I spoke to Brad and Brett at OrdCamp[2] here in chicago this weekend and it sounded pretty interesting. They plan to make the tooling around this hide the difficulties in dealing with public private keys from the average user. I suppose if it's done right this could do for sharing content what SSL did for Commerce on the web.

[1] http://camlistore.org/docs/json-signing [2] http://ordcamp.com

6ren · on Jan 30, 2011

meta: their schema seems to be JSON instances plus comments. http://camlistore.org/code/?p=camlistore.git;a=tree;f=doc/sc...

This is probably just a temporary notation, but perhaps it's clear enough for ongoing use?
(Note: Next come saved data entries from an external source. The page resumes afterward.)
//! # Structural Calculations
//!
//! The numeric stages of the pipeline. Each is a pure function over
//! serializable inputs:
//!
//! - [`member_analysis`] - Per-member envelope across combinations, global aggregation
//! - [`compliance`] - Deflection, strength and serviceability gates
//! - [`foundation`] - Spread footing sizing and stability
//! - [`optimization`] - Advisory savings suggestions

pub mod compliance;
pub mod foundation;
pub mod member_analysis;
pub mod optimization;

pub use compliance::{check_compliance, CodeCompliance, Severity, Violation, ViolationKind};
pub use foundation::{analyze_foundation, FoundationAnalysis, SoilProperties};
pub use member_analysis::{
    aggregate_results, analyze_member, analyze_members, mark_governing, span_response, verify_results,
    MemberOutcome,
};
pub use optimization::{suggest_optimizations, OptimizationSuggestion, SuggestionKind};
Optional/required is handled by comments; JSON "[ ]" syntax indicates lists - but it's unclear if the contents represent a repeated group, like (abc)* , or alternatives, like (a|b|c)*; alternatives in general don't seem to be handled - in general, alternatives could also appear as the value of a field, not just in a list.

sanxiyn · on Jan 30, 2011

This reminded me of Venti. http://en.wikipedia.org/wiki/Venti

silentbicycle · on Jan 30, 2011

They mention it in their list of influences.

I've been working on a distributed, Venti-like archival filesystem, too. While plan9 never really caught on, it had many great systems within it that really deserve wider exposure.

escanda · on Jan 29, 2011

I wanted to give it a try, but you need enabled Billing to use at least the blobserver on Appengine.

space-monkey · on Jan 30, 2011

I believe you can enable billing and leave your cap at $0.

bradfitz · on Jan 29, 2011

You could use the local version.

ericmsimons · on Jan 30, 2011

Ok, that is awesome. You had me hooked at "Apache License".

hachiya · on Jan 30, 2011

Very interesting project. Brad, are there any similarities with your previous work on brackup? Perhaps with how the files are tracked?